Cul-de-sac : Rob Roy


Suite à son visionnage sur la chaîne  d’ARTE, retour sur le titre de Roman Polanski.


Si Cul-de-sac (1966) se souvient de Psychose (incipit, générique), des Oiseaux (volatiles à volonté, automobile immobilisée), de Mais qui a tué Harry ? (gamin armé), il anticipe aussi Les Chiens de paille de Peckinpah, nettement moins sympa, tout en reprenant le tandem SM du Gros et le Maigre (1960), où figurait déjà un certain Katelbach, tout en débutant la veine disons anglaise du réalisateur, qui comprend Le Bal des vampires (1967), Macbeth (1971), Tess (1979), Oliver Twist (2005) et The Ghost Writer (2010). Polanski l’exilé apprécie l’insularité, s’accapare le huis clos, cf. les échos claustros du Couteau dans l’eau (1962), Répulsion (1965), Rosemary’s Baby (1968), Le Locataire (1976), Lunes de fiel (1992), La Jeune Fille et la Mort (1994), Carnage (2011) ou La Vénus à la fourrure (2013). Ici, sur ce bout d’Angleterre au bord de la mer, de l’amer, se croise Walter Scott & Samuel Beckett, deux marlous à mitraillette et un frigo de dingo dédié aux omelettes. Contrairement à Susan George, la gracieuse, moqueuse et regrettée Françoise Dorléac, dotée de la voix de sa célèbre sœur, ne se fait pas abuser, sodomiser, mais le bien nommé Dickie parle « d’exploser son minou » et de l’habilité de son doigté. Au terme du ho(m)me invasion, Teresa, fessée au ceinturon, l’accusera du pire, formulera son désir, à faire frémir les féministes, comme Judy Davis chez David Lean (La Route des Indes, 1984). Durant un moment molto viscontien, l’épouse « poufiasse » travestit son mari, tel Roman Polanski à Paris, en location, en dépression. Donald Pleasence ne la séduit plus, il plaît cependant beaucoup au spectateur rieur, avec sa dickhead idoine et son assassinat (du malfrat, solide Stander) presque par accident. Tandis qu’un cerf-volant se pend parmi les lignes téléphoniques, possible souvenir de M le maudit (Lang, 1931), la provinciale communauté du film choral évolue avec vivacité, sans aller nulle part, on se marre, titre français explicite, please, et connoté anal, pas mal.

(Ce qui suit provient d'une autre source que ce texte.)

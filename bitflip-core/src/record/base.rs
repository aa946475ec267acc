//! Base implementation of records for logging.
use crate::error::BitFlipError;
use chrono::prelude::{DateTime, Local};
use std::collections::{
    hash_map::{Iter, Keys},
    HashMap,
};

/// Represents possible types of values that can be stored in a [`Record`].
#[derive(Debug, Clone, PartialEq)]
pub enum RecordValue {
    /// A single floating-point value, typically used for metrics like loss.
    Scalar(f32),

    /// A timestamp with local timezone.
    DateTime(DateTime<Local>),
}

/// A container for storing key-value pairs of various data types.
///
/// # Examples
///
/// ```rust
/// use bitflip_core::record::{Record, RecordValue};
///
/// let mut record = Record::from_scalar("loss", 0.5);
/// record.insert("episode", RecordValue::Scalar(10.0));
///
/// let loss = record.get_scalar("loss").unwrap();
/// assert_eq!(loss, 0.5);
/// ```
#[derive(Debug, Clone, Default)]
pub struct Record(HashMap<String, RecordValue>);

impl Record {
    /// Creates an empty record.
    pub fn empty() -> Self {
        Self(HashMap::new())
    }

    /// Creates a record containing a single scalar value.
    pub fn from_scalar(name: impl Into<String>, value: f32) -> Self {
        Self(HashMap::from([(name.into(), RecordValue::Scalar(value))]))
    }

    /// Creates a record from a slice of key-value pairs.
    pub fn from_slice<K: Into<String> + Clone>(s: &[(K, RecordValue)]) -> Self {
        Self(
            s.iter()
                .map(|(k, v)| (k.clone().into(), v.clone()))
                .collect(),
        )
    }

    /// Returns an iterator over the keys in the record.
    pub fn keys(&self) -> Keys<String, RecordValue> {
        self.0.keys()
    }

    /// Inserts a key-value pair into the record.
    pub fn insert(&mut self, k: impl Into<String>, v: RecordValue) {
        self.0.insert(k.into(), v);
    }

    /// Returns an iterator over the key-value pairs in the record.
    pub fn iter(&self) -> Iter<'_, String, RecordValue> {
        self.0.iter()
    }

    /// Gets a reference to the value associated with the given key.
    pub fn get(&self, k: &str) -> Option<&RecordValue> {
        self.0.get(k)
    }

    /// Merges two records, consuming both.
    ///
    /// Values of `record` overwrite those of `self` with the same key.
    pub fn merge(self, record: Record) -> Self {
        Record(self.0.into_iter().chain(record.0).collect())
    }

    /// Merges another record into this one in place.
    pub fn merge_inplace(&mut self, record: Record) {
        for (k, v) in record.0.into_iter() {
            self.0.insert(k, v);
        }
    }

    /// Gets a scalar value from the record.
    pub fn get_scalar(&self, k: &str) -> Result<f32, BitFlipError> {
        match self.0.get(k) {
            Some(RecordValue::Scalar(v)) => Ok(*v),
            Some(_) => Err(BitFlipError::RecordValueTypeError("Scalar".to_string())),
            None => Err(BitFlipError::RecordKeyError(k.to_string())),
        }
    }

    /// Returns the number of entries.
    pub fn len(&self) -> usize {
        self.0.len()
    }

    /// Checks if the record is empty.
    pub fn is_empty(&self) -> bool {
        self.0.is_empty()
    }
}

#[cfg(test)]
mod tests {
    use super::*;

    #[test]
    fn test_merge_overwrites_existing_keys() {
        let r1 = Record::from_slice(&[
            ("loss", RecordValue::Scalar(1.0)),
            ("episode", RecordValue::Scalar(3.0)),
        ]);
        let r2 = Record::from_scalar("loss", 0.25);
        let r = r1.merge(r2);

        assert_eq!(r.len(), 2);
        assert_eq!(r.get_scalar("loss").unwrap(), 0.25);
        assert_eq!(r.get_scalar("episode").unwrap(), 3.0);
    }

    #[test]
    fn test_get_scalar_reports_errors() {
        let mut r = Record::from_scalar("loss", 0.5);
        r.insert("datetime", RecordValue::DateTime(Local::now()));

        assert_eq!(
            r.get_scalar("datetime"),
            Err(BitFlipError::RecordValueTypeError("Scalar".to_string()))
        );
        assert_eq!(
            r.get_scalar("missing"),
            Err(BitFlipError::RecordKeyError("missing".to_string()))
        );
        assert_eq!(r.get_scalar("loss").unwrap(), 0.5);
    }
}
//! Configuration and execution of a training run.
use anyhow::Result;
use bitflip_core::{
    dqn::{Dqn, DqnConfig},
    error::BitFlipError,
    record::AggregateRecorder,
    replay_buffer::{SimpleReplayBuffer, SimpleReplayBufferConfig},
    Configurable, Env, EpisodeStats, Policy, ReplayBufferBase, TrainSummary, Trainer,
    TrainerConfig, ValueFunction,
};
use bitflip_env::{BitFlipEnv, BitFlipEnvConfig};
use log::info;
use serde::{de::DeserializeOwned, Deserialize, Serialize};
use std::{
    fs::File,
    io::{BufReader, Write},
    path::Path,
};

/// Configuration of a training run of [`Dqn`] on [`BitFlipEnv`].
#[derive(Debug, Deserialize, Serialize, PartialEq, Clone)]
pub struct DqnBitFlipConfig<C> {
    /// Environment.
    pub env_config: BitFlipEnvConfig,

    /// Seed of the environment.
    pub env_seed: u64,

    /// Replay buffer.
    pub replay_buffer_config: SimpleReplayBufferConfig,

    /// Agent, including its action-value function.
    pub agent_config: DqnConfig<C>,

    /// Training loop.
    pub trainer_config: TrainerConfig,
}

impl<C> DqnBitFlipConfig<C> {
    /// Default components for `num_bits` bits and the given action-value function.
    pub fn new(num_bits: usize, q_config: C) -> Self {
        Self {
            env_config: BitFlipEnvConfig::default().num_bits(num_bits),
            env_seed: 0,
            replay_buffer_config: SimpleReplayBufferConfig::default(),
            agent_config: DqnConfig::new(q_config),
            trainer_config: TrainerConfig::default(),
        }
    }

    /// Sets the seed of the environment.
    pub fn env_seed(mut self, v: u64) -> Self {
        self.env_seed = v;
        self
    }

    /// Sets the replay buffer configuration.
    pub fn replay_buffer_config(mut self, v: SimpleReplayBufferConfig) -> Self {
        self.replay_buffer_config = v;
        self
    }

    /// Sets the agent configuration.
    pub fn agent_config(mut self, v: DqnConfig<C>) -> Self {
        self.agent_config = v;
        self
    }

    /// Sets the trainer configuration.
    pub fn trainer_config(mut self, v: TrainerConfig) -> Self {
        self.trainer_config = v;
        self
    }
}

impl<C> DqnBitFlipConfig<C>
where
    C: DeserializeOwned + Serialize,
{
    /// Constructs [`DqnBitFlipConfig`] from YAML file.
    pub fn load(path: impl AsRef<Path>) -> Result<Self> {
        let file = File::open(path)?;
        let rdr = BufReader::new(file);
        let b = serde_yaml::from_reader(rdr)?;
        Ok(b)
    }

    /// Saves [`DqnBitFlipConfig`] as a YAML file.
    pub fn save(&self, path: impl AsRef<Path>) -> Result<()> {
        let mut file = File::create(path)?;
        file.write_all(serde_yaml::to_string(&self)?.as_bytes())?;
        Ok(())
    }
}

/// Builds every component of `config` and trains the agent.
///
/// Returns the trained agent, still in training mode, and the summary of the run.
pub fn train_dqn<Q>(
    config: &DqnBitFlipConfig<Q::Config>,
    recorder: &mut dyn AggregateRecorder,
) -> Result<(Dqn<Q>, TrainSummary)>
where
    Q: ValueFunction,
    Q::Config: DeserializeOwned,
{
    let env = BitFlipEnv::build(&config.env_config, config.env_seed)?;
    let mut buffer = SimpleReplayBuffer::build(&config.replay_buffer_config)?;
    let mut agent = Dqn::<Q>::build(config.agent_config.clone())?;
    let mut trainer = Trainer::build(config.trainer_config.clone())?;

    if agent.qnet().n_actions() != env.n_actions() {
        return Err(BitFlipError::InvalidConfig(format!(
            "the action-value function has {} outputs for {} actions",
            agent.qnet().n_actions(),
            env.n_actions()
        ))
        .into());
    }

    let summary = trainer.train(env, &mut agent, &mut buffer, recorder)?;
    info!(
        "Finished training: {} episodes, {} frames, {} successes",
        summary.n_episodes(),
        summary.frames,
        summary.n_successes
    );

    Ok((agent, summary))
}

/// Runs `n_episodes` episodes with `policy` without storing transitions.
///
/// Set an agent to evaluation mode beforehand to act greedily.
pub fn evaluate<E, P>(env: &mut E, policy: &mut P, n_episodes: usize) -> Result<Vec<EpisodeStats>>
where
    E: Env,
    P: Policy,
{
    let mut episodes = Vec::with_capacity(n_episodes);
    for _ in 0..n_episodes {
        let mut obs = env.reset()?;
        let mut stats = EpisodeStats {
            total_reward: 0.0,
            n_steps: 0,
            is_success: false,
        };
        loop {
            let act = policy.sample(&obs)?;
            let step = env.step(act)?;
            stats.total_reward += step.reward;
            stats.n_steps += 1;
            if step.is_done() {
                stats.is_success = step.is_terminated;
                break;
            }
            obs.state = step.next_state;
        }
        episodes.push(stats);
    }
    Ok(episodes)
}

En 1978-1979, Polanski interprétera sur scène le malchanceux Lucky de En attendant Godot et le boss invisible, au téléphone, des fuyards falots, rigolos, peut-être homos, du mélimélo, baraque que détraque Brach, ressemble à la divinité évanouie, guère miséricordieuse. Film drolatique, satirique, britannique, donc film de classes, Cul-de-sac met à sac deux couples patraques, en déroute, assortis d’un petit comité, remarquez « Jackie Bisset », sur la courte durée, deux jours + une nuit. Ceci suffit à Polanski pour cartographier, escorté par le jazzy « Komeda », sa troupe de fadas, pour esquisser un portrait en reflet de la masculinité troublée, pour inverser les rôles de la comédie sociale. Les maîtres et les domestiques, les tyrans et les esclaves, les alcoolisés et les déguisés, les envahisseurs et les vétérans valsent de manière doucement virtuose pendant cent cinq minutes de tumulte. Le cinéaste cadre au cordeau, pratique le plan-séquence, nage nue et dialogue ad hoc, fait exploser une bagnole « quasiment neuve » et imploser son gentil théâtre de la cruauté. Gilbert Taylor éclaira itou Répulsion, Docteur Folamour et Frenzy, trilogie alerte en correspondance plus ou moins directe avec Cul-de-sac. Sur la presqu’île habile, murés par la marée malicieuse, les crabes humains se maltraitent, se trompent, s’enterrent, finissent seuls, Hamlet ou femmelette, à regretter sur un rocher la dear Agnes détestée. Au creux du décor gothique, romantique, se joue ainsi une tragi-comédie contemporaine, aventure à la Antonioni revisitée par l’humour polonais, tendance Gombrowicz. Tourné dans la difficulté, récompensé à Berlin, Cul-de-sac élabore une fragile « forteresse » ne reposant sur rien, une farce un brin salace, où les femmes s’en sortent, où les mecs boivent la tasse, pas que la flotte, plaisants prisonniers pitoyables de l’impasse de la passion, de la survie et de la modernité.